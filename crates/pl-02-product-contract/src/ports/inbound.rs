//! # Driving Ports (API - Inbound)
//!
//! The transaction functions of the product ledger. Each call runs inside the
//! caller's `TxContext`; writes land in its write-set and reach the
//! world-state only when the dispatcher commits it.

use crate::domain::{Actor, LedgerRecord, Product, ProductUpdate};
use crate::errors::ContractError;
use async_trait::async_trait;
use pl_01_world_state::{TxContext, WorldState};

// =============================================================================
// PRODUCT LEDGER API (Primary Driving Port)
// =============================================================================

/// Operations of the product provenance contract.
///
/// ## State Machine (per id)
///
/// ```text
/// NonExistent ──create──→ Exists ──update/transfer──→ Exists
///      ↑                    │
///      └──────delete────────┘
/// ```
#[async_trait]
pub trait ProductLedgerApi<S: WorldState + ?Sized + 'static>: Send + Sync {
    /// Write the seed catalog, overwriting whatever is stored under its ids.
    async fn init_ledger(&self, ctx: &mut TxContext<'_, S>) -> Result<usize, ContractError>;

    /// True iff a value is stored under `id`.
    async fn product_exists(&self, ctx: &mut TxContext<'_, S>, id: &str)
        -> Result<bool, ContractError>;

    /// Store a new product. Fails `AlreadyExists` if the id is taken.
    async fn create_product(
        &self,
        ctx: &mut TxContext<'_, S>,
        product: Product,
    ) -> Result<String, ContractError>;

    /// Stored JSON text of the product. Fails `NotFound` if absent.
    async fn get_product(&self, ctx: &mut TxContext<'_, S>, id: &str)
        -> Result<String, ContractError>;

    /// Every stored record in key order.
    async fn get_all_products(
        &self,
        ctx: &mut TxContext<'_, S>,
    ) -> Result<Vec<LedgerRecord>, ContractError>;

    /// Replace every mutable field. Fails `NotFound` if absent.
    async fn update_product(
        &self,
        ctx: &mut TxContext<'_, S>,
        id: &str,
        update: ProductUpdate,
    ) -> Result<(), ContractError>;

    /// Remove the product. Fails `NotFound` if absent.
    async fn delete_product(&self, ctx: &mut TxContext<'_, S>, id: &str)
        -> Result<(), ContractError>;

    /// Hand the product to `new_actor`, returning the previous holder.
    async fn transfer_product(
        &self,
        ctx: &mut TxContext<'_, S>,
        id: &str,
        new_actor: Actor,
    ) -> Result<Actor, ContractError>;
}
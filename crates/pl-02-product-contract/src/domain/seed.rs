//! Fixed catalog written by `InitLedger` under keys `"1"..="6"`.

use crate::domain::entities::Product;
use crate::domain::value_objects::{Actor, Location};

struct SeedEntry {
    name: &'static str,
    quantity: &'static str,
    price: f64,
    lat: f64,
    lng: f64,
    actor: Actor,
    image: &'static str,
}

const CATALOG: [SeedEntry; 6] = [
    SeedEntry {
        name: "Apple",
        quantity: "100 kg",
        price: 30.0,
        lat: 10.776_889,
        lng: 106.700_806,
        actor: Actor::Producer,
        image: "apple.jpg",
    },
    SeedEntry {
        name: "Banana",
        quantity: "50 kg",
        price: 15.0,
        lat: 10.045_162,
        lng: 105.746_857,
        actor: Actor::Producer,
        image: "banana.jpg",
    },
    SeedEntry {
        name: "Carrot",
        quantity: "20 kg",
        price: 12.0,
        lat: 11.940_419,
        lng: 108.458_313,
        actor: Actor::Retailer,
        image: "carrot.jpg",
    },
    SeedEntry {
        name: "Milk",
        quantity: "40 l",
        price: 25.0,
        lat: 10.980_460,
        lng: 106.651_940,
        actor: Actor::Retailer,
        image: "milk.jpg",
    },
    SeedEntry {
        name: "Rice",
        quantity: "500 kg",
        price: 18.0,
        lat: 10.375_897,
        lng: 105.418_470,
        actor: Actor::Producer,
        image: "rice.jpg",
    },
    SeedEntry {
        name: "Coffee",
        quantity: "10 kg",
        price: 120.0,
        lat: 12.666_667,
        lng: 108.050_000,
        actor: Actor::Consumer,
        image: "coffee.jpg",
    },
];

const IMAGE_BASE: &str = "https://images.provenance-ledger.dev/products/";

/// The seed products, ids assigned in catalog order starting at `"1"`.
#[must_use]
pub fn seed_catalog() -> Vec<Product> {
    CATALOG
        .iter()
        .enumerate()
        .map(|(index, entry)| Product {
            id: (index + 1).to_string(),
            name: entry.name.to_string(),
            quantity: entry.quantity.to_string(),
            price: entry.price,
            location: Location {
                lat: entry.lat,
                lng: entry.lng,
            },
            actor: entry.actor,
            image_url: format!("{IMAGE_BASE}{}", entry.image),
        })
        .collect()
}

● ● ● ●

Work instruction »
Repeat the material in full, exactly as it stands.

Solution »
filename crates/pl-02-product-contract/src/ports/inbound.rs
//! # Driving Ports (API - Inbound)
//!
//! The transaction functions of the product ledger. Each call runs inside the
//! caller's `TxContext`; writes land in its write-set and reach the
//! world-state only when the dispatcher commits it.

use crate::domain::{Actor, LedgerRecord, Product, ProductUpdate};
use crate::errors::ContractError;
use async_trait::async_trait;
use pl_01_world_state::{TxContext, WorldState};

// =============================================================================
// PRODUCT LEDGER API (Primary Driving Port)
// =============================================================================

/// Operations of the product provenance contract.
///
/// ## State Machine (per id)
///
/// ```text
/// NonExistent ──create──→ Exists ──update/transfer──→ Exists
///      ↑                    │
///      └──────delete────────┘
/// ```
#[async_trait]
pub trait ProductLedgerApi<S: WorldState + ?Sized + 'static>: Send + Sync {
    /// Write the seed catalog, overwriting whatever is stored under its ids.
    async fn init_ledger(&self, ctx: &mut TxContext<'_, S>) -> Result<usize, ContractError>;

    /// True iff a value is stored under `id`.
    async fn product_exists(&self, ctx: &mut TxContext<'_, S>, id: &str)
        -> Result<bool, ContractError>;

    /// Store a new product. Fails `AlreadyExists` if the id is taken.
    async fn create_product(
        &self,
        ctx: &mut TxContext<'_, S>,
        product: Product,
    ) -> Result<String, ContractError>;

    /// Stored JSON text of the product. Fails `NotFound` if absent.
    async fn get_product(&self, ctx: &mut TxContext<'_, S>, id: &str)
        -> Result<String, ContractError>;

    /// Every stored record in key order.
    async fn get_all_products(
        &self,
        ctx: &mut TxContext<'_, S>,
    ) -> Result<Vec<LedgerRecord>, ContractError>;

    /// Replace every mutable field. Fails `NotFound` if absent.
    async fn update_product(
        &self,
        ctx: &mut TxContext<'_, S>,
        id: &str,
        update: ProductUpdate,
    ) -> Result<(), ContractError>;

    /// Remove the product. Fails `NotFound` if absent.
    async fn delete_product(&self, ctx: &mut TxContext<'_, S>, id: &str)
        -> Result<(), ContractError>;

    /// Hand the product to `new_actor`, returning the previous holder.
    async fn transfer_product(
        &self,
        ctx: &mut TxContext<'_, S>,
        id: &str,
        new_actor: Actor,
    ) -> Result<Actor, ContractError>;
}
filename crates/pl-02-product-contract/src/domain/seed.rs
//! Fixed catalog written by `InitLedger` under keys `"1"..="6"`.

use crate::domain::entities::Product;
use crate::domain::value_objects::{Actor, Location};

struct SeedEntry {
    name: &'static str,
    quantity: &'static str,
    price: f64,
    lat: f64,
    lng: f64,
    actor: Actor,
    image: &'static str,
}

const CATALOG: [SeedEntry; 6] = [
    SeedEntry {
        name: "Apple",
        quantity: "100 kg",
        price: 30.0,
        lat: 10.776_889,
        lng: 106.700_806,
        actor: Actor::Producer,
        image: "apple.jpg",
    },
    SeedEntry {
        name: "Banana",
        quantity: "50 kg",
        price: 15.0,
        lat: 10.045_162,
        lng: 105.746_857,
        actor: Actor::Producer,
        image: "banana.jpg",
    },
    SeedEntry {
        name: "Carrot",
        quantity: "20 kg",
        price: 12.0,
        lat: 11.940_419,
        lng: 108.458_313,
        actor: Actor::Retailer,
        image: "carrot.jpg",
    },
    SeedEntry {
        name: "Milk",
        quantity: "40 l",
        price: 25.0,
        lat: 10.980_460,
        lng: 106.651_940,
        actor: Actor::Retailer,
        image: "milk.jpg",
    },
    SeedEntry {
        name: "Rice",
        quantity: "500 kg",
        price: 18.0,
        lat: 10.375_897,
        lng: 105.418_470,
        actor: Actor::Producer,
        image: "rice.jpg",
    },
    SeedEntry {
        name: "Coffee",
        quantity: "10 kg",
        price: 120.0,
        lat: 12.666_667,
        lng: 108.050_000,
        actor: Actor::Consumer,
        image: "coffee.jpg",
    },
];

const IMAGE_BASE: &str = "https://images.provenance-ledger.dev/products/";

/// The seed products, ids assigned in catalog order starting at `"1"`.
#[must_use]
pub fn seed_catalog() -> Vec<Product> {
    CATALOG
        .iter()
        .enumerate()
        .map(|(index, entry)| Product {
            id: (index + 1).to_string(),
            name: entry.name.to_string(),
            quantity: entry.quantity.to_string(),
            price: entry.price,
            location: Location {
                lat: entry.lat,
                lng: entry.lng,
            },
            actor: entry.actor,
            image_url: format!("{IMAGE_BASE}{}", entry.image),
        })
        .collect()
}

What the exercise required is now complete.